Reproduce each line below with no alterations.

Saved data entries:
☆ ☆ ☆

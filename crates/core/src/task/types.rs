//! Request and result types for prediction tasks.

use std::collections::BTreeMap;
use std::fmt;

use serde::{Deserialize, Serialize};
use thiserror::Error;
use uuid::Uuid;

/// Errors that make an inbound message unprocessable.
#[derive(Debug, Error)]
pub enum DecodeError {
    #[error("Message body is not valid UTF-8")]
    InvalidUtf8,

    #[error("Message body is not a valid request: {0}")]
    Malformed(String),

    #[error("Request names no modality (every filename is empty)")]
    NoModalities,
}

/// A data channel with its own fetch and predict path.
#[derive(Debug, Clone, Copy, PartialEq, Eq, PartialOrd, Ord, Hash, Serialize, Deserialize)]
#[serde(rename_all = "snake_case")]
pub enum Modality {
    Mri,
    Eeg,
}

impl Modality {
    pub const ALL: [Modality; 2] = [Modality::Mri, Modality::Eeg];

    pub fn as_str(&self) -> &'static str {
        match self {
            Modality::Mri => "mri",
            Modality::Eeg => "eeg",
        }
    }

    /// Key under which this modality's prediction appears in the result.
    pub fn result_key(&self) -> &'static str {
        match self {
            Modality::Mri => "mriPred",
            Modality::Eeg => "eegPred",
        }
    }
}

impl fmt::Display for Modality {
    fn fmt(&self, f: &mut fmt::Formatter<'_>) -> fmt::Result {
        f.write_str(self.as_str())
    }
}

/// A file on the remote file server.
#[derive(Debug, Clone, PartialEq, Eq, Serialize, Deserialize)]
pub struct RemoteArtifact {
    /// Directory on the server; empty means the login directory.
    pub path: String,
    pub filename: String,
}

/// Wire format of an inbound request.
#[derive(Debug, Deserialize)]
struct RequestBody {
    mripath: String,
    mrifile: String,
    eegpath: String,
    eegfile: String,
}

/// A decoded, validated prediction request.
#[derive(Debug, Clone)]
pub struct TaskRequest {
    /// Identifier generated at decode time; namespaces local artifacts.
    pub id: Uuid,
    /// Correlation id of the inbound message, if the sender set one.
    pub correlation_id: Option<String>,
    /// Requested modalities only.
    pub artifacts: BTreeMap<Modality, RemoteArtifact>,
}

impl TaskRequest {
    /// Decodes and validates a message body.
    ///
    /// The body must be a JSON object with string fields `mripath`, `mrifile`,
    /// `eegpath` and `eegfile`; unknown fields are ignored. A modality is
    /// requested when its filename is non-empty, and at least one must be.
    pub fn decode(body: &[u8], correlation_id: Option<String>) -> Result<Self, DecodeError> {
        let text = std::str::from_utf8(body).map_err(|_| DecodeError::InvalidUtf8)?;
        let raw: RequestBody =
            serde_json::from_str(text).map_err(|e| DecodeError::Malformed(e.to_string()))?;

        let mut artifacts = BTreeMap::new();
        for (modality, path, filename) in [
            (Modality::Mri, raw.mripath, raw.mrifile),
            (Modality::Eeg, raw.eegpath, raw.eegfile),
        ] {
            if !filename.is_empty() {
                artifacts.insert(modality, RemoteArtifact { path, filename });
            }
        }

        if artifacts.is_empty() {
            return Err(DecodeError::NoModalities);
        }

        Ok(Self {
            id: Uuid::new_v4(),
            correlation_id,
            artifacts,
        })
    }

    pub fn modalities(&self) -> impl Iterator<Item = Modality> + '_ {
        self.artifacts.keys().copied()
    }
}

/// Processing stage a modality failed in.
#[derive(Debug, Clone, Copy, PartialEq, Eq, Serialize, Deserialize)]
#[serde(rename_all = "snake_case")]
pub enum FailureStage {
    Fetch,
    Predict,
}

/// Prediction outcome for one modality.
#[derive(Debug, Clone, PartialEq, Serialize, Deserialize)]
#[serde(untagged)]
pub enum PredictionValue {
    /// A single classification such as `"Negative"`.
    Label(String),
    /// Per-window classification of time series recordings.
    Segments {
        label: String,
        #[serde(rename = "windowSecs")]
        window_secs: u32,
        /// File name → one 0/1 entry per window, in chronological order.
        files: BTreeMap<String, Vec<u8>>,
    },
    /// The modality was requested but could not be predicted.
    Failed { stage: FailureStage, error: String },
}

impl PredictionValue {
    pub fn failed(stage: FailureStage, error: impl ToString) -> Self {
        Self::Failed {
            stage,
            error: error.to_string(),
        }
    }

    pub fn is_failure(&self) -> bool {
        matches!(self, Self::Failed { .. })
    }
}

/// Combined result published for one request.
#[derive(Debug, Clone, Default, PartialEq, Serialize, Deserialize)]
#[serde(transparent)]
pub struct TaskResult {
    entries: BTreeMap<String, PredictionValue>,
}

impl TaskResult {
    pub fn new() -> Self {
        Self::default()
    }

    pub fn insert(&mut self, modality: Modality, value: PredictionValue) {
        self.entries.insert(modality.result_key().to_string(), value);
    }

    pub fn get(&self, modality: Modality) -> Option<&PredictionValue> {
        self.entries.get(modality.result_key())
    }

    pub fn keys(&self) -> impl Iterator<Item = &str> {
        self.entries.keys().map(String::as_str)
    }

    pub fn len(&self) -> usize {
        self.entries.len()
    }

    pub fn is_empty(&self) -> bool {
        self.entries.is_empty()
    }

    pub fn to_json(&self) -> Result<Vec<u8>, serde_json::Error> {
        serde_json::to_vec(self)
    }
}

☆ ☆ ☆

- [SOLUTION TO THIS TASK]:
filename crates/core/src/task/types.rs
//! Request and result types for prediction tasks.

use std::collections::BTreeMap;
use std::fmt;

use serde::{Deserialize, Serialize};
use thiserror::Error;
use uuid::Uuid;

/// Errors that make an inbound message unprocessable.
#[derive(Debug, Error)]
pub enum DecodeError {
    #[error("Message body is not valid UTF-8")]
    InvalidUtf8,

    #[error("Message body is not a valid request: {0}")]
    Malformed(String),

    #[error("Request names no modality (every filename is empty)")]
    NoModalities,
}

/// A data channel with its own fetch and predict path.
#[derive(Debug, Clone, Copy, PartialEq, Eq, PartialOrd, Ord, Hash, Serialize, Deserialize)]
#[serde(rename_all = "snake_case")]
pub enum Modality {
    Mri,
    Eeg,
}

impl Modality {
    pub const ALL: [Modality; 2] = [Modality::Mri, Modality::Eeg];

    pub fn as_str(&self) -> &'static str {
        match self {
            Modality::Mri => "mri",
            Modality::Eeg => "eeg",
        }
    }

    /// Key under which this modality's prediction appears in the result.
    pub fn result_key(&self) -> &'static str {
        match self {
            Modality::Mri => "mriPred",
            Modality::Eeg => "eegPred",
        }
    }
}

impl fmt::Display for Modality {
    fn fmt(&self, f: &mut fmt::Formatter<'_>) -> fmt::Result {
        f.write_str(self.as_str())
    }
}

/// A file on the remote file server.
#[derive(Debug, Clone, PartialEq, Eq, Serialize, Deserialize)]
pub struct RemoteArtifact {
    /// Directory on the server; empty means the login directory.
    pub path: String,
    pub filename: String,
}

/// Wire format of an inbound request.
#[derive(Debug, Deserialize)]
struct RequestBody {
    mripath: String,
    mrifile: String,
    eegpath: String,
    eegfile: String,
}

/// A decoded, validated prediction request.
#[derive(Debug, Clone)]
pub struct TaskRequest {
    /// Identifier generated at decode time; namespaces local artifacts.
    pub id: Uuid,
    /// Correlation id of the inbound message, if the sender set one.
    pub correlation_id: Option<String>,
    /// Requested modalities only.
    pub artifacts: BTreeMap<Modality, RemoteArtifact>,
}

impl TaskRequest {
    /// Decodes and validates a message body.
    ///
    /// The body must be a JSON object with string fields `mripath`, `mrifile`,
    /// `eegpath` and `eegfile`; unknown fields are ignored. A modality is
    /// requested when its filename is non-empty, and at least one must be.
    pub fn decode(body: &[u8], correlation_id: Option<String>) -> Result<Self, DecodeError> {
        let text = std::str::from_utf8(body).map_err(|_| DecodeError::InvalidUtf8)?;
        let raw: RequestBody =
            serde_json::from_str(text).map_err(|e| DecodeError::Malformed(e.to_string()))?;

        let mut artifacts = BTreeMap::new();
        for (modality, path, filename) in [
            (Modality::Mri, raw.mripath, raw.mrifile),
            (Modality::Eeg, raw.eegpath, raw.eegfile),
        ] {
            if !filename.is_empty() {
                artifacts.insert(modality, RemoteArtifact { path, filename });
            }
        }

        if artifacts.is_empty() {
            return Err(DecodeError::NoModalities);
        }

        Ok(Self {
            id: Uuid::new_v4(),
            correlation_id,
            artifacts,
        })
    }

    pub fn modalities(&self) -> impl Iterator<Item = Modality> + '_ {
        self.artifacts.keys().copied()
    }
}

/// Processing stage a modality failed in.
#[derive(Debug, Clone, Copy, PartialEq, Eq, Serialize, Deserialize)]
#[serde(rename_all = "snake_case")]
pub enum FailureStage {
    Fetch,
    Predict,
}

/// Prediction outcome for one modality.
#[derive(Debug, Clone, PartialEq, Serialize, Deserialize)]
#[serde(untagged)]
pub enum PredictionValue {
    /// A single classification such as `"Negative"`.
    Label(String),
    /// Per-window classification of time series recordings.
    Segments {
        label: String,
        #[serde(rename = "windowSecs")]
        window_secs: u32,
        /// File name → one 0/1 entry per window, in chronological order.
        files: BTreeMap<String, Vec<u8>>,
    },
    /// The modality was requested but could not be predicted.
    Failed { stage: FailureStage, error: String },
}

impl PredictionValue {
    pub fn failed(stage: FailureStage, error: impl ToString) -> Self {
        Self::Failed {
            stage,
            error: error.to_string(),
        }
    }

    pub fn is_failure(&self) -> bool {
        matches!(self, Self::Failed { .. })
    }
}

/// Combined result published for one request.
#[derive(Debug, Clone, Default, PartialEq, Serialize, Deserialize)]
#[serde(transparent)]
pub struct TaskResult {
    entries: BTreeMap<String, PredictionValue>,
}

impl TaskResult {
    pub fn new() -> Self {
        Self::default()
    }

    pub fn insert(&mut self, modality: Modality, value: PredictionValue) {
        self.entries.insert(modality.result_key().to_string(), value);
    }

    pub fn get(&self, modality: Modality) -> Option<&PredictionValue> {
        self.entries.get(modality.result_key())
    }

    pub fn keys(&self) -> impl Iterator<Item = &str> {
        self.entries.keys().map(String::as_str)
    }

    pub fn len(&self) -> usize {
        self.entries.len()
    }

    pub fn is_empty(&self) -> bool {
        self.entries.is_empty()
    }

    pub fn to_json(&self) -> Result<Vec<u8>, serde_json::Error> {
        serde_json::to_vec(self)
    }
}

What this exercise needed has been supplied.